How to Implement the Hybrid Readmission Measure
Next year starts the voluntary reporting period for the hybrid readmission measure in the Hospital IQR program. It’s time to get started implementing and improving your hybrid measure results.
Did you know that a liger is a real animal? No kidding. It’s a male lion and a female tiger; thus, a liger. When I find myself trying to explain the hybrid readmission measure, I often begin by telling people it’s like a liger. It’s a combination of two different things that have been around for a while but have formed to create a brand-new thing.
Don’t judge how my brain works.
A hybrid measure combines claims data and electronic data from your EHR; thus, creating a hybrid measure.
To be successful at capturing the hybrid measures you need to be successful at capturing both of those key data sources.
Claims data you’ve been doing for a long time (submitted to bill insurance companies for the patients’ visits).

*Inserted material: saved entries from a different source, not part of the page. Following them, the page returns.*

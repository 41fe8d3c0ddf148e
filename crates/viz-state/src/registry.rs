//! Registry of live chart instances

use crate::attr;
use crate::instance::ChartState;
use crate::interaction::InteractionState;
use crate::pipeline::render;
use crate::reactor::{write_consumed, Container};
use serde_json::{Map, Value};
use std::collections::HashMap;
use viz_core::{
    parse_config_attribute, parse_dataset, ChartConfig, ChartError, ChartId, ChartKind, RawDataset,
    Result, CONSUMED_SENTINEL,
};

/// Every chart on the page plus the interaction state they share
#[derive(Debug, Default)]
pub struct ChartRegistry {
    charts: HashMap<ChartId, ChartState>,
    pub interaction: InteractionState,
}

impl ChartRegistry {
    pub fn new() -> Self {
        Self::default()
    }

    /// Create, render and register an instance.
    /// `width`/`height` seed the canvas size before the user config applies.
    pub fn create(
        &mut self,
        kind: ChartKind,
        user_config: &Value,
        dataset: Value,
        width: Option<f64>,
        height: Option<f64>,
    ) -> Result<ChartId> {
        let template = ChartConfig::seeded_template(kind, width, height)?;
        let mut state = ChartState::new(kind, &template, user_config, dataset)?;
        render(&mut state, &mut self.interaction);

        let id = state.id;
        tracing::info!(chart = %id, %kind, "chart created");
        self.charts.insert(id, state);
        Ok(id)
    }

    /// Initialize a chart from a container's attributes.
    ///
    /// Marks the container with `data-chart-id` and writes the consumed
    /// sentinel into `config`/`dataset` without triggering observation.
    pub fn prepare<C: Container + ?Sized>(&mut self, container: &mut C) -> Result<ChartId> {
        self.try_prepare(container).inspect_err(|e| match e {
            ChartError::DuplicateInit(id) => tracing::warn!(chart = %id, "container already prepared"),
            other => tracing::error!("chart preparation failed: {}", other),
        })
    }

    fn try_prepare<C: Container + ?Sized>(&mut self, container: &mut C) -> Result<ChartId> {
        if let Some(existing) = container.attribute(attr::CHART_ID) {
            let known = existing
                .parse::<ChartId>()
                .is_ok_and(|id| self.charts.contains_key(&id));
            if known {
                return Err(ChartError::DuplicateInit(existing));
            }
        }

        let kind: ChartKind = container
            .attribute(attr::CHART)
            .ok_or(ChartError::MissingAttribute(attr::CHART))?
            .parse()?;

        let dimension = |name: &str| {
            container
                .attribute(name)
                .and_then(|text| text.trim().trim_end_matches("px").parse::<f64>().ok())
                .filter(|v| v.is_finite() && *v > 0.0)
        };
        let width = dimension(attr::WIDTH);
        let height = dimension(attr::HEIGHT);

        let config_text = payload(container, attr::CONFIG);
        let dataset_text = payload(container, attr::DATASET);

        let config = match &config_text {
            Some(text) => parse_config_attribute(text)?,
            None => Value::Object(Map::new()),
        };
        let dataset = match &dataset_text {
            Some(text) => parse_dataset(RawDataset::Text(text))?,
            None => Value::Null,
        };

        let id = self.create(kind, &config, dataset, width, height)?;
        container.set_attribute(attr::CHART_ID, &id.to_string());

        let consumed: Vec<&str> = [
            config_text.as_ref().map(|_| attr::CONFIG),
            dataset_text.as_ref().map(|_| attr::DATASET),
        ]
        .into_iter()
        .flatten()
        .collect();
        write_consumed(container, &consumed);

        Ok(id)
    }

    pub fn get(&self, id: ChartId) -> Option<&ChartState> {
        self.charts.get(&id)
    }

    pub fn get_mut(&mut self, id: ChartId) -> Option<&mut ChartState> {
        self.charts.get_mut(&id)
    }

    /// One instance plus the shared interaction state, borrowed together
    pub fn split_mut(&mut self, id: ChartId) -> Option<(&mut ChartState, &mut InteractionState)> {
        let state = self.charts.get_mut(&id)?;
        Some((state, &mut self.interaction))
    }

    pub fn contains(&self, id: ChartId) -> bool {
        self.charts.contains_key(&id)
    }

    pub fn ids(&self) -> impl Iterator<Item = ChartId> + '_ {
        self.charts.keys().copied()
    }

    pub fn len(&self) -> usize {
        self.charts.len()
    }

    pub fn is_empty(&self) -> bool {
        self.charts.is_empty()
    }

    /// Drop an instance. Pending animation frames for it become no-ops.
    pub fn dispose(&mut self, id: ChartId) -> bool {
        let removed = self.charts.remove(&id).is_some();
        if removed {
            self.interaction.forget(id);
            tracing::info!(chart = %id, "chart disposed");
        }
        removed
    }
}

/// Attribute payload, skipping absent and already-consumed values
fn payload<C: Container + ?Sized>(container: &C, name: &str) -> Option<String> {
    container
        .attribute(name)
        .filter(|text| text.trim() != CONSUMED_SENTINEL && !text.trim().is_empty())
}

No big deal. The key here is that the claims data must be linked with all of the EHR data (all of the data captured electronically during a patient’s visit).
Ok, let me take a step back. Why are we even doing this in the first place?
Why do we need hybrid measures?
Here’s a summary of the reasons CMS is moving toward hybrid measures.
Preference: Clinicians have been talking about this for years. They believe that using clinical data to assess a hospital’s performance makes more sense than just straight billing.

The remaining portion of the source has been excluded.